I 120 posti di rianimazione esistenti in tutta l’isola potrebbero non bastare se la situazione sanitaria, per ora sotto controllo, dovesse peggiorare. Si punta a raggiungere nell’immediato la soglia di 650 posti letto.  Alcuni sono già stati attivati. L’11 marzo, comunque, è partita la richiesta di fabbisogno aggiuntivo per raggiungere i 650 posti letto di terapia intensiva.
Gli ultimi casi si sono verificati proprio all’interno degli ospedali, tra il personale sanitario, nell’ospedale di Modica, all’Oasi di Troina. Questo potrebbe far crescere i contagi perché si tratta di persone che vivevano e lavoravano in luoghi molto frequentati. Lo stesso accade per i due casi di Covid-19 alla base militare di Sigonella, nei pressi di Catania.

L'assessore alla Sanità Ruggero Razza (al centro del gruppo di tre) in videoconferenza con i direttori sanitari della Sicilia.
L’assessore alla Sanità Ruggero Razza (al centro del gruppo di tre) in videoconferenza con i direttori sanitari della Sicilia.

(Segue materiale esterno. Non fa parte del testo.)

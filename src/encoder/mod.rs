//! Dual-stream CSV encoder.
//!
//! Turns a sequence of [`GenerationUnit`]s into two independent byte streams:
//! one with a `(id, name)` row per parent, one with a `(parent_id, value)` row
//! per child. Both streams are lazy and chunked, and each one pulls from its
//! own private pass over the source, so a slow consumer on one side never
//! stalls the other.

pub mod decode;

pub use decode::decode_rows;

use crate::error::{EncodeError, SeedError};
use crate::generator::{GenerationUnit, Generator, Units};
use bytes::{BufMut, Bytes, BytesMut};
use futures::stream::{self, BoxStream, StreamExt};
use std::fmt::Write as _;
use uuid::Uuid;

/// Default target size of an emitted chunk
pub const DEFAULT_CHUNK_SIZE: usize = 64 * 1024;

/// Row separator of the bulk-import format
pub const ROW_SEPARATOR: u8 = b'\n';

/// An encoded byte stream. Ends after the first error it yields.
pub type RowStream = BoxStream<'static, Result<Bytes, EncodeError>>;

/// Field delimiter and quote character of the CSV row format
#[derive(Debug, Clone, Copy, PartialEq, Eq)]
pub struct CsvFormat {
    delimiter: u8,
    quote: u8,
}

impl Default for CsvFormat {
    fn default() -> Self {
        Self {
            delimiter: b',',
            quote: b'"',
        }
    }
}

impl CsvFormat {
    pub fn new(delimiter: u8, quote: u8) -> Result<Self, SeedError> {
        for (what, byte) in [("delimiter", delimiter), ("quote", quote)] {
            if !byte.is_ascii() || byte == b'\n' || byte == b'\r' || byte == 0 {
                return Err(SeedError::Config(format!(
                    "CSV {} must be an ASCII character other than CR, LF or NUL, got {:?}",
                    what, byte as char
                )));
            }
        }
        if delimiter == quote {
            return Err(SeedError::Config(format!(
                "CSV delimiter and quote must differ (both {:?})",
                delimiter as char
            )));
        }
        Ok(Self { delimiter, quote })
    }

    pub fn delimiter(&self) -> u8 {
        self.delimiter
    }

    pub fn quote(&self) -> u8 {
        self.quote
    }

    /// Whether a field must be wrapped in quotes to survive a round trip
    fn needs_quoting(&self, field: &[u8]) -> bool {
        // An empty unquoted field reads back as NULL, and a lone `\.` line ends COPY data.
        field.is_empty()
            || field == b"\\."
            || memchr::memchr3(self.delimiter, self.quote, b'\n', field).is_some()
            || memchr::memchr(b'\r', field).is_some()
    }

    fn write_field(&self, buf: &mut BytesMut, field: &[u8]) {
        if !self.needs_quoting(field) {
            buf.put_slice(field);
            return;
        }

        buf.put_u8(self.quote);
        let mut start = 0;
        for pos in memchr::memchr_iter(self.quote, field) {
            buf.put_slice(&field[start..=pos]);
            buf.put_u8(self.quote);
            start = pos + 1;
        }
        buf.put_slice(&field[start..]);
        buf.put_u8(self.quote);
    }
}

/// Accumulates encoded rows, keeping the separator discipline across chunks.
///
/// The first row ever written has no leading separator; every later row is
/// prefixed with one, so the stream never starts or ends with a blank record.
/// Every field, uuid and float included, is quoted when it contains the
/// delimiter or the quote character.
pub struct RowBuffer {
    format: CsvFormat,
    buf: BytesMut,
    scratch: String,
    rows: u64,
    row_start: usize,
    fields_in_row: usize,
}

impl RowBuffer {
    pub fn new(format: CsvFormat) -> Self {
        Self {
            format,
            buf: BytesMut::new(),
            scratch: String::new(),
            rows: 0,
            row_start: 0,
            fields_in_row: 0,
        }
    }

    /// Encode one row. On error the partially written row is discarded.
    pub fn row<F>(&mut self, fields: F) -> Result<(), EncodeError>
    where
        F: FnOnce(&mut Self) -> Result<(), EncodeError>,
    {
        self.row_start = self.buf.len();
        self.fields_in_row = 0;
        if self.rows > 0 {
            self.buf.put_u8(ROW_SEPARATOR);
        }

        match fields(self) {
            Ok(()) => {
                self.rows += 1;
                Ok(())
            }
            Err(e) => {
                self.buf.truncate(self.row_start);
                Err(e)
            }
        }
    }

    fn next_field(&mut self) {
        if self.fields_in_row > 0 {
            self.buf.put_u8(self.format.delimiter);
        }
        self.fields_in_row += 1;
    }

    pub fn uuid(&mut self, value: &Uuid) {
        self.next_field();
        let mut scratch = Uuid::encode_buffer();
        let text = value.hyphenated().encode_lower(&mut scratch);
        self.format.write_field(&mut self.buf, text.as_bytes());
    }

    pub fn text(&mut self, column: &'static str, value: &str) -> Result<(), EncodeError> {
        if memchr::memchr(0, value.as_bytes()).is_some() {
            return Err(EncodeError::NulByte { column });
        }
        self.next_field();
        self.format.write_field(&mut self.buf, value.as_bytes());
        Ok(())
    }

    pub fn float(&mut self, column: &'static str, value: f64) -> Result<(), EncodeError> {
        if !value.is_finite() {
            return Err(EncodeError::NonFinite { column, value });
        }
        self.next_field();
        // Display emits the shortest representation that parses back to the same f64.
        // Writing into a String cannot fail.
        self.scratch.clear();
        let _ = write!(self.scratch, "{}", value);
        self.format.write_field(&mut self.buf, self.scratch.as_bytes());
        Ok(())
    }

    /// Total rows encoded so far, including rows already taken as chunks
    pub fn rows_written(&self) -> u64 {
        self.rows
    }

    pub fn len(&self) -> usize {
        self.buf.len()
    }

    pub fn is_empty(&self) -> bool {
        self.buf.is_empty()
    }

    /// Hand off everything buffered so far
    pub fn take_chunk(&mut self) -> Bytes {
        self.row_start = 0;
        self.buf.split().freeze()
    }
}

/// Which side of a generation unit a stream carries
#[derive(Debug, Clone, Copy, PartialEq, Eq)]
pub enum Projection {
    /// `(id, name)` per parent
    Parents,
    /// `(parent_id, value)` per child
    Children,
}

impl Projection {
    pub fn encode(&self, unit: GenerationUnit, rows: &mut RowBuffer) -> Result<(), EncodeError> {
        let (parent, children) = unit.into_parts();
        match self {
            Projection::Parents => rows.row(|r| {
                r.uuid(&parent.id);
                r.text("name", &parent.name)
            }),
            Projection::Children => {
                for child in children {
                    rows.row(|r| {
                        r.uuid(&child.parent_id);
                        r.float("value", child.value)
                    })?;
                }
                Ok(())
            }
        }
    }
}

/// Pulls units and yields chunks of at least `chunk_size` bytes (the last one may be smaller).
pub struct ChunkEncoder<I> {
    units: I,
    projection: Projection,
    rows: RowBuffer,
    chunk_size: usize,
    finished: bool,
}

impl<I> ChunkEncoder<I>
where
    I: Iterator<Item = GenerationUnit>,
{
    pub fn new(units: I, projection: Projection, format: CsvFormat, chunk_size: usize) -> Self {
        Self {
            units,
            projection,
            rows: RowBuffer::new(format),
            chunk_size: chunk_size.max(1),
            finished: false,
        }
    }
}

impl<I> Iterator for ChunkEncoder<I>
where
    I: Iterator<Item = GenerationUnit>,
{
    type Item = Result<Bytes, EncodeError>;

    fn next(&mut self) -> Option<Self::Item> {
        if self.finished {
            return None;
        }

        while self.rows.len() < self.chunk_size {
            match self.units.next() {
                Some(unit) => {
                    if let Err(e) = self.projection.encode(unit, &mut self.rows) {
                        self.finished = true;
                        return Some(Err(e));
                    }
                }
                None => {
                    self.finished = true;
                    break;
                }
            }
        }

        if self.rows.is_empty() {
            None
        } else {
            Some(Ok(self.rows.take_chunk()))
        }
    }
}

/// A source that can hand out any number of identical passes over its units
pub trait UnitSource {
    type Units: Iterator<Item = GenerationUnit> + Send + 'static;

    fn units(&self) -> Self::Units;
}

impl UnitSource for Generator {
    type Units = Units;

    fn units(&self) -> Units {
        Generator::units(self)
    }
}

/// The two encoded outputs of one dataset
pub struct EncodedStreams {
    pub parents: RowStream,
    pub children: RowStream,
}

/// Encoder configuration shared by both output streams
#[derive(Debug, Clone, Copy)]
pub struct DualStreamEncoder {
    format: CsvFormat,
    chunk_size: usize,
}

impl Default for DualStreamEncoder {
    fn default() -> Self {
        Self::new(CsvFormat::default())
    }
}

impl DualStreamEncoder {
    pub fn new(format: CsvFormat) -> Self {
        Self {
            format,
            chunk_size: DEFAULT_CHUNK_SIZE,
        }
    }

    pub fn with_chunk_size(mut self, chunk_size: usize) -> Self {
        self.chunk_size = chunk_size;
        self
    }

    pub fn format(&self) -> CsvFormat {
        self.format
    }

    /// Fan a source out into its parent and child streams.
    ///
    /// Each stream owns a separate pass over `source`, so neither shares
    /// buffers or progress with the other.
    pub fn encode<S: UnitSource>(&self, source: &S) -> EncodedStreams {
        EncodedStreams {
            parents: self.stream(source.units(), Projection::Parents),
            children: self.stream(source.units(), Projection::Children),
        }
    }

    pub fn stream<I>(&self, units: I, projection: Projection) -> RowStream
    where
        I: Iterator<Item = GenerationUnit> + Send + 'static,
    {
        stream::iter(ChunkEncoder::new(
            units,
            projection,
            self.format,
            self.chunk_size,
        ))
        .boxed()
    }
}

/// Read `stream` ahead of its consumer into a bounded buffer of `depth` chunks.
///
/// The producer runs on a spawned task, so this must be called inside a tokio
/// runtime. When the returned stream is dropped the producer stops at its next
/// send. A depth of zero returns the stream unchanged.
pub fn prefetch(stream: RowStream, depth: usize) -> RowStream {
    if depth == 0 {
        return stream;
    }

    let (tx, rx) = tokio::sync::mpsc::channel(depth);
    tokio::spawn(async move {
        let mut stream = stream;
        while let Some(item) = stream.next().await {
            let failed = item.is_err();
            if tx.send(item).await.is_err() || failed {
                break;
            }
        }
    });

    stream::unfold(rx, |mut rx| async move { rx.recv().await.map(|item| (item, rx)) }).boxed()
}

La Regione ha varato un piano d’azione. Sono stati individuati alcuni ospedali e alcuni reparti chiusi di recente che potrebbe ospitare i reparti di malattie infettive e nuovi posti letto di rianimazione: tra questi l’ospedale di Partinico, in provincia di Palermo e il vecchio ospedale Vittorio Emanuele di Catania. C’è anche un piano di mobilitazione straordinaria per il personale sanitario e parasanitario. «La Regione ha approvato una delibera che ha dato mandato alle due aziende sanitarie di Palermo e Messina di avviare due grandi bandi per la selezione aggiuntiva di personale sanitario – ha detto l’assessore regionale alla Salute, Ruggero Razza –, già 400 medici hanno risposto positivamente al bando presentato da Messina e sono già stati divisi sul territorio della Regione e oltre 600 infermieri hanno partecipato al bando pubblicato a Palermo. Questo ci dà la possibilità di reperire forza lavoro, ma questi soggetti potranno esser egualmente inseriti in un piano di inserimento di risorse umane in pianta stabile».